All transgender offenders entering the Scottish prison system will first be sent to jails that match their birth gender, in a reversal of the Scottish Prison Service’s (SPS) previous inclusive policy.
The announcement came in an urgent review into the handling of the case of Isla Bryson, a transgender double rapist who was initially sent to a female prison, resulting in a public outcry.
While it does not appear to be a blanket ban on trans prisoners ever being accommodated in prisons that match their acquired gender, the new protocol supersedes previous guidelines, developed with the Scottish Trans Alliance. These stated that any transgender person taken into custody should be held in a prison that matches the gender they were living in within the community, pending a full risk assessment.
After the Bryson case, the SPS announced a full case review for every transgender person currently in prison custody will be completed.
The SPS has already stated that, until those reviews are complete, any transgender person currently in custody and who has any history of violence against women – including sexual offences – will not be relocated from the male to the female estate.
The Scottish government made only a summary of the Bryson review available on Thursday, just as the Holyrood parliament went into recess.
The conclusions, summarised in a letter from the chief executive of the SPS, Teresa Medhurst, stated that no women were put at risk of harm by Bryson’s placement.
The review found Bryson was kept segregated at all times during their stay at Cornton Vale, Scotland’s only all-women prison, immediately after being convicted of two rapes while known as Adam Graham.
The report was dismissed as a “whitewash [that] tells us nothing of any substance” by the Scottish Conservatives.
Medhurst said it was not necessary to share the entire report because of the “significant amount of personal detail” it included.
The justice secretary, Keith Brown, told MSPs the day after Bryson’s case emerged that he trusted the SPS to decide. The Scottish government was then accused of a “screeching U-turn” the next day when Bryson was moved to the male estate after an apparent intervention from the first minister, who said it was “not possible to have a rapist in a female prison”.
Medhurst said that all decisions made about Bryson were in keeping with existing SPS policies.

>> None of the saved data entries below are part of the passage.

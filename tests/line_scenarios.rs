use callerid_rs::channel::{MemoryChannel, MemoryHandle};
use callerid_rs::monitor::MonitorSettings;
use callerid_rs::tasks::run_line;
use callerid_rs::types::{LineIdentity, MonitorEvent};

use std::time::Duration;
use tokio::sync::broadcast;
use tokio::time::{sleep, Instant};

const RING: &[u8] = b"\x10R";

struct Line {
    handle: MemoryHandle,
    events: broadcast::Receiver<MonitorEvent>,
}

impl Line {
    async fn start() -> Self {
        let (channel, handle) = MemoryChannel::new();
        let (sink, mut events) = broadcast::channel(64);
        let identity = LineIdentity {
            line: "100".to_string(),
            description: "Front desk".to_string(),
        };
        tokio::spawn(run_line(channel, identity, MonitorSettings::default(), sink));
        match events.recv().await.unwrap() {
            MonitorEvent::Init(identity) => assert_eq!(identity.line, "100"),
            other => panic!("expected init, got {other:?}"),
        }
        Self { handle, events }
    }

    async fn send(&self, chunk: &[u8]) {
        self.handle.send(chunk).await.unwrap();
    }

    async fn next(&mut self) -> MonitorEvent {
        self.events.recv().await.unwrap()
    }

    /// Let the line task process everything queued so far.
    async fn settle(&self) {
        tokio::task::yield_now().await;
        tokio::task::yield_now().await;
    }
}

#[tokio::test(start_paused = true)]
async fn noise_then_caller_id() {
    let mut line = Line::start().await;
    line.send(b"RING-noise").await;
    line.send(b"NMBR=12025550123;").await;

    match line.next().await {
        MonitorEvent::RingingStart(call) => assert_eq!(call.number, "unknown"),
        other => panic!("unexpected {other:?}"),
    }
    assert!(matches!(line.next().await, MonitorEvent::Ringing(_)));
    match line.next().await {
        MonitorEvent::Ringing(call) => {
            assert_eq!(call.number, "12025550123");
            assert_eq!(call.rings, 1);
        }
        other => panic!("unexpected {other:?}"),
    }
}

#[tokio::test(start_paused = true)]
async fn rings_within_gap_are_counted() {
    let mut line = Line::start().await;
    line.send(RING).await;
    assert!(matches!(line.next().await, MonitorEvent::RingingStart(_)));
    assert!(matches!(line.next().await, MonitorEvent::Ringing(_)));

    sleep(Duration::from_secs(4)).await;
    line.send(RING).await;
    match line.next().await {
        MonitorEvent::Ringing(call) => assert_eq!(call.rings, 2),
        other => panic!("unexpected {other:?}"),
    }

    sleep(Duration::from_secs(5)).await;
    line.send(RING).await;
    match line.next().await {
        MonitorEvent::Ringing(call) => assert_eq!(call.rings, 3),
        other => panic!("unexpected {other:?}"),
    }
}

#[tokio::test(start_paused = true)]
async fn silence_ends_call_once() {
    let mut line = Line::start().await;
    let t0 = Instant::now();
    line.send(RING).await;
    line.next().await;
    line.next().await;

    match line.next().await {
        MonitorEvent::RingingEnd(call) => assert_eq!(call.rings, 1),
        other => panic!("unexpected {other:?}"),
    }
    let elapsed = t0.elapsed();
    assert!(elapsed > Duration::from_secs(6));
    assert!(elapsed < Duration::from_secs(8));

    sleep(Duration::from_secs(60)).await;
    line.settle().await;
    assert!(line.events.try_recv().is_err());
}

#[tokio::test(start_paused = true)]
async fn ring_after_gap_starts_a_new_call() {
    let mut line = Line::start().await;
    line.send(RING).await;
    let first = match line.next().await {
        MonitorEvent::RingingStart(call) => call,
        other => panic!("unexpected {other:?}"),
    };
    line.next().await;

    sleep(Duration::from_secs(8)).await;
    assert!(matches!(line.next().await, MonitorEvent::RingingEnd(_)));

    line.send(RING).await;
    match line.next().await {
        MonitorEvent::RingingStart(call) => {
            assert_ne!(call.id, first.id);
            assert_eq!(call.rings, 1);
        }
        other => panic!("unexpected {other:?}"),
    }
}

#[tokio::test(start_paused = true)]
async fn late_ring_refreshes_liveness_without_counting() {
    let mut line = Line::start().await;
    line.send(b"NMBR=2025550123\r").await;
    assert!(matches!(line.next().await, MonitorEvent::RingingStart(_)));
    assert!(matches!(line.next().await, MonitorEvent::Ringing(_)));

    // first ring token of a call detected from its Caller-ID payload
    sleep(Duration::from_secs(5)).await;
    line.send(RING).await;
    line.settle().await;
    assert!(line.events.try_recv().is_err());

    // past the original check deadline, still alive thanks to the ring
    sleep(Duration::from_secs(4)).await;
    line.settle().await;
    assert!(line.events.try_recv().is_err());

    match line.next().await {
        MonitorEvent::RingingEnd(call) => {
            assert_eq!(call.number, "2025550123");
            assert_eq!(call.rings, 1);
        }
        other => panic!("unexpected {other:?}"),
    }
}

Responding to Medhurts’s bullet points, the Scottish Conservative’s shadow community safety minister, Russell Findlay MSP, said: “We still have no idea why a double rapist was sent into a women’s prison or what involvement SNP ministers had in his removal following the public backlash. Given the widespread concern and anger, this report should have been published and in full, not just some woolly summary.”
Medhurst confirmed that Bryson’s warrant from the court said they should be taken to Barlinnie, a male prison.

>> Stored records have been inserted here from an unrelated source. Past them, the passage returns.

use crate::consts::INBOUND_CHANNEL_CAPACITY;
use crate::error::AppError;

use async_trait::async_trait;
use std::io;
use std::sync::{Arc, Mutex, PoisonError};
use tokio::sync::mpsc;

/// Byte-oriented line to the modem.
#[async_trait]
pub trait Channel: Send {
    async fn write(&mut self, command: &str) -> Result<(), AppError>;

    /// Wait until everything written so far has left the host.
    async fn drain(&mut self) -> Result<(), AppError>;

    /// Start delivering inbound data. Each item is one chunk as read off the
    /// wire; chunk boundaries carry no meaning. Only one subscription is
    /// allowed per channel.
    fn subscribe(&mut self) -> Result<mpsc::Receiver<Vec<u8>>, AppError>;
}

#[derive(Debug, Clone, PartialEq, Eq)]
pub enum ChannelOp {
    Write(String),
    Drain,
    Subscribe,
}

/// In-memory channel for driving a line without hardware.
pub struct MemoryChannel {
    ops: Arc<Mutex<Vec<ChannelOp>>>,
    inbound: Option<mpsc::Receiver<Vec<u8>>>,
    fail_on: Option<String>,
}

/// The far end of a [`MemoryChannel`]: inject modem output and inspect what
/// the line sent.
#[derive(Clone)]
pub struct MemoryHandle {
    pub inbound: mpsc::Sender<Vec<u8>>,
    ops: Arc<Mutex<Vec<ChannelOp>>>,
}

impl MemoryChannel {
    pub fn new() -> (Self, MemoryHandle) {
        let ops = Arc::new(Mutex::new(Vec::new()));
        let (inbound_sink, inbound) = mpsc::channel(INBOUND_CHANNEL_CAPACITY);
        let channel = Self {
            ops: ops.clone(),
            inbound: Some(inbound),
            fail_on: None,
        };
        let handle = MemoryHandle {
            inbound: inbound_sink,
            ops,
        };
        (channel, handle)
    }

    /// Make writes of `command` fail as a broken pipe.
    pub fn fail_on(mut self, command: &str) -> Self {
        self.fail_on = Some(command.to_string());
        self
    }

    fn record(&self, op: ChannelOp) {
        self.ops
            .lock()
            .unwrap_or_else(PoisonError::into_inner)
            .push(op);
    }
}

#[async_trait]
impl Channel for MemoryChannel {
    async fn write(&mut self, command: &str) -> Result<(), AppError> {
        if self.fail_on.as_deref() == Some(command) {
            return Err(io::Error::from(io::ErrorKind::BrokenPipe).into());
        }
        self.record(ChannelOp::Write(command.to_string()));
        Ok(())
    }

    async fn drain(&mut self) -> Result<(), AppError> {
        self.record(ChannelOp::Drain);
        Ok(())
    }

    fn subscribe(&mut self) -> Result<mpsc::Receiver<Vec<u8>>, AppError> {
        let inbound = self.inbound.take().ok_or(AppError::AlreadySubscribed)?;
        self.record(ChannelOp::Subscribe);
        Ok(inbound)
    }
}

impl MemoryHandle {
    pub fn ops(&self) -> Vec<ChannelOp> {
        self.ops
            .lock()
            .unwrap_or_else(PoisonError::into_inner)
            .clone()
    }

    pub async fn send(&self, chunk: impl Into<Vec<u8>>) -> Result<(), AppError> {
        self.inbound
            .send(chunk.into())
            .await
            .map_err(|_| AppError::ChannelClosed("memory channel inbound"))
    }
}

#[cfg(test)]
mod tests {
    use super::*;

    #[tokio::test]
    async fn records_operations_in_order() {
        let (mut channel, handle) = MemoryChannel::new();
        channel.write("AT\r").await.unwrap();
        channel.drain().await.unwrap();
        let mut inbound = channel.subscribe().unwrap();

        handle.send(&b"OK\r\n"[..]).await.unwrap();
        assert_eq!(inbound.recv().await.unwrap(), b"OK\r\n".to_vec());
        assert_eq!(
            handle.ops(),
            vec![
                ChannelOp::Write("AT\r".to_string()),
                ChannelOp::Drain,
                ChannelOp::Subscribe,
            ]
        );
    }

    #[tokio::test]
    async fn second_subscription_is_rejected() {
        let (mut channel, _handle) = MemoryChannel::new();
        let _inbound = channel.subscribe().unwrap();
        assert!(matches!(
            channel.subscribe(),
            Err(AppError::AlreadySubscribed)
        ));
    }

    #[tokio::test]
    async fn configured_write_fails() {
        let (channel, handle) = MemoryChannel::new();
        let mut channel = channel.fail_on("ATH0\r");
        assert!(channel.write("AT\r").await.is_ok());
        assert!(matches!(
            channel.write("ATH0\r").await,
            Err(AppError::Io(_))
        ));
        assert_eq!(handle.ops(), vec![ChannelOp::Write("AT\r".to_string())]);
    }
}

Then, “as further information gathering was ongoing, it was decided by SPS that the individual should be diverted to Cornton Vale in alignment with current policy”.
This policy, which has been in place since 2014 and is now under separate review, did not give an automatic right for trans prisoners to be accommodated according to their acquired gender, with decisions made on a case-by-case basis subject to risk assessments.
While at Cornton Vale, Bryson was separate from the general prison population, and “at no time did the individual come into contact with any other prisoners at the establishment”.
Medhurst writes that a transgender case conference was held on Wednesday 25 January, which concluded that further information was required for risk assessment. The following morning “an operational decision was taken by SPS Senior Management due to the level of risk and remaining uncertainties in the case, to move the individual to the male estate”, where it was decided again to hold Bryson in segregation.
The SPS has accepted the review’s four recommendations, which include better communication when transferring transgender individuals from court to custody, and for the wider policy review to consider improvements to admission, placement and management.
Brown welcomed the findings, adding: “It is important that consideration of issues relating to the management of prisoners is measured and does not retraumatise victims or risk unintended consequences for transgender people or individuals in the care of SPS.”